**Work to be completed:** Read through the material below and copy each line in which the word "TokenCache" occurs.

**Provided records:**
....

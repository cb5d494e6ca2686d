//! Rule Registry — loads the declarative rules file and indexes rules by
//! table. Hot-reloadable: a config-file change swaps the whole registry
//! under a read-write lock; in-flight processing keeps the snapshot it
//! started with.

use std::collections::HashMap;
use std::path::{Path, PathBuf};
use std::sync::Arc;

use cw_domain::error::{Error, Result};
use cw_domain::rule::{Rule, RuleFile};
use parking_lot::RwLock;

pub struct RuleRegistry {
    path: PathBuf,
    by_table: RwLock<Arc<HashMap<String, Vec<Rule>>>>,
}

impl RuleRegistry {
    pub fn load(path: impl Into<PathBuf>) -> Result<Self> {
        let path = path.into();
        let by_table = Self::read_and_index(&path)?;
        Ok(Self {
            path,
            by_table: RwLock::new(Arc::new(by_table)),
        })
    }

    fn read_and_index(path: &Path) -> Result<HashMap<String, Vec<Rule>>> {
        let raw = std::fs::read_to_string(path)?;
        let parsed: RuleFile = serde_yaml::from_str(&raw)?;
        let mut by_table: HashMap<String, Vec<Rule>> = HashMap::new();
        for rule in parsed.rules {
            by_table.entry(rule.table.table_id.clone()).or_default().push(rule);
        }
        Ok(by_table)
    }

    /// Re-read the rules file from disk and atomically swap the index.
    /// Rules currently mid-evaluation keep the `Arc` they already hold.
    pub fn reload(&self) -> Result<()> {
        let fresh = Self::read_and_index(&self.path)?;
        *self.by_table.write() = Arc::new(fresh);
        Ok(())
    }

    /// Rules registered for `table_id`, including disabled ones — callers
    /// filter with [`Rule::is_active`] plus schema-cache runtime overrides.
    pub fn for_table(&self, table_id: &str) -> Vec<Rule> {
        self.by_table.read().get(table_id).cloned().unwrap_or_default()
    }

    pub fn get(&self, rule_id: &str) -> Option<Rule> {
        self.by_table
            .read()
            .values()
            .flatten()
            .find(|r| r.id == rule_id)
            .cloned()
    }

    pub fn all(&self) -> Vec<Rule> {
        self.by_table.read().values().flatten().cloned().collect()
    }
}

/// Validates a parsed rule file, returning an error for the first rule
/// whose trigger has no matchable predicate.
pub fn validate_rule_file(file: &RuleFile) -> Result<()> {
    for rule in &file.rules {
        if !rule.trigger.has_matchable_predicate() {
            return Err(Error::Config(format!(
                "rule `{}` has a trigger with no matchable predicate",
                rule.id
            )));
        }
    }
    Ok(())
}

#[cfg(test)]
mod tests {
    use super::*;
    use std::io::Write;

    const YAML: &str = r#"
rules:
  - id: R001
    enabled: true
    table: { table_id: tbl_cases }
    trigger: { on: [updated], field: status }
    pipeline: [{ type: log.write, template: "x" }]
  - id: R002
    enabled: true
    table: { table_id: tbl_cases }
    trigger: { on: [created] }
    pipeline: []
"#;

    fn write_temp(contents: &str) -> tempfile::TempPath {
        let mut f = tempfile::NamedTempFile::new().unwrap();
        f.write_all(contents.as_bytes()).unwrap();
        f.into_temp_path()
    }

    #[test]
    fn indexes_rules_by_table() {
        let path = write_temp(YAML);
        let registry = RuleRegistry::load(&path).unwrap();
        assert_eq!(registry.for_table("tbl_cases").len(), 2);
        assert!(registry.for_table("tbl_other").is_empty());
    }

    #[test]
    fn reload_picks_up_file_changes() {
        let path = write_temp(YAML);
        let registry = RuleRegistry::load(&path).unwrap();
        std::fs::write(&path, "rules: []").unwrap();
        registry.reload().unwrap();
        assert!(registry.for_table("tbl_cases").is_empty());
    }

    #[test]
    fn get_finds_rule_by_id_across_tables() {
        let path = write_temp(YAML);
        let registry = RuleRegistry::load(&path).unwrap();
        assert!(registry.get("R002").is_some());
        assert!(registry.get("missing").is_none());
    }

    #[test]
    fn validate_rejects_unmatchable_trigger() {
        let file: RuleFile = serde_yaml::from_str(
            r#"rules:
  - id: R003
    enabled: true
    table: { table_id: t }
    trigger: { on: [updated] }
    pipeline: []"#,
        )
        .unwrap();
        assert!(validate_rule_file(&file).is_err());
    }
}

....

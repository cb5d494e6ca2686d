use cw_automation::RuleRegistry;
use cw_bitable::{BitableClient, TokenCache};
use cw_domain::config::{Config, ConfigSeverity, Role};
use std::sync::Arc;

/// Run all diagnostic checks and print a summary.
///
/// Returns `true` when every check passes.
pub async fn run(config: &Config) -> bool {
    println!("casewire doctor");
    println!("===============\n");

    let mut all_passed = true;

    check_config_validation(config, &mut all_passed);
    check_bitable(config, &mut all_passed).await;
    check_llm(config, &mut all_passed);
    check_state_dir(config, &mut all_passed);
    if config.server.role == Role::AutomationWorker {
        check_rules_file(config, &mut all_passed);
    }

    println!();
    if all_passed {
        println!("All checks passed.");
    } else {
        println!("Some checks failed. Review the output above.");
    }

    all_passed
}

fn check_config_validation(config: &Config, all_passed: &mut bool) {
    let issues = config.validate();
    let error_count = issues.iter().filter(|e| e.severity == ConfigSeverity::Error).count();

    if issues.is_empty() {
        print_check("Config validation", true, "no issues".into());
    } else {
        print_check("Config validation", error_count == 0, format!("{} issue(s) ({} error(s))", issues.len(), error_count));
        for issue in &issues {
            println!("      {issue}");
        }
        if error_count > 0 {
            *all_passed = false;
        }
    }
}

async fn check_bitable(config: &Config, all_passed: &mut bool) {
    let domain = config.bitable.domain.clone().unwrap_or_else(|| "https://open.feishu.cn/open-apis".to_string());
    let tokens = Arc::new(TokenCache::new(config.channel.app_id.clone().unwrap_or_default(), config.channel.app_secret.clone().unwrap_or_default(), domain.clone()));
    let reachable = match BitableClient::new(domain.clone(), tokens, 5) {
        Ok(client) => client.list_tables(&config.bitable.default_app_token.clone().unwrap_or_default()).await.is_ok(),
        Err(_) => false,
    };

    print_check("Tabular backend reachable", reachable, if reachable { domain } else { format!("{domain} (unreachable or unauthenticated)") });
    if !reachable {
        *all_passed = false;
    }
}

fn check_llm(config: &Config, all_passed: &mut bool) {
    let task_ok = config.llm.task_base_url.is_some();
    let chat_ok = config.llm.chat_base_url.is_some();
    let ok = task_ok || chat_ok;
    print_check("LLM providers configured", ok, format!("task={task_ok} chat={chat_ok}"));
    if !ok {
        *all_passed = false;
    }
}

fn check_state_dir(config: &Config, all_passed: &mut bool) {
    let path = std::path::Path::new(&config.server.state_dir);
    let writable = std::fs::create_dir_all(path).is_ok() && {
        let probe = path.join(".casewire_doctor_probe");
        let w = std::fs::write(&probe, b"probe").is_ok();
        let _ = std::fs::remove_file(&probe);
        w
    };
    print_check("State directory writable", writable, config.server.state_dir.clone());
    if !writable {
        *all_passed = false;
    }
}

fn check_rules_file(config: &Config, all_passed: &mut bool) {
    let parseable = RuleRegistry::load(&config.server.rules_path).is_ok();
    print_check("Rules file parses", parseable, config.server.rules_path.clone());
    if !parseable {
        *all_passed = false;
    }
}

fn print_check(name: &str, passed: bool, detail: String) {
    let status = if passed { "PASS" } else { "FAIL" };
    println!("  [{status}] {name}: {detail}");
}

....

**Answer to this task:**
use cw_bitable::{BitableClient, TokenCache};
    let tokens = Arc::new(TokenCache::new(config.channel.app_id.clone().unwrap_or_default(), config.channel.app_secret.clone().unwrap_or_default(), domain.clone()));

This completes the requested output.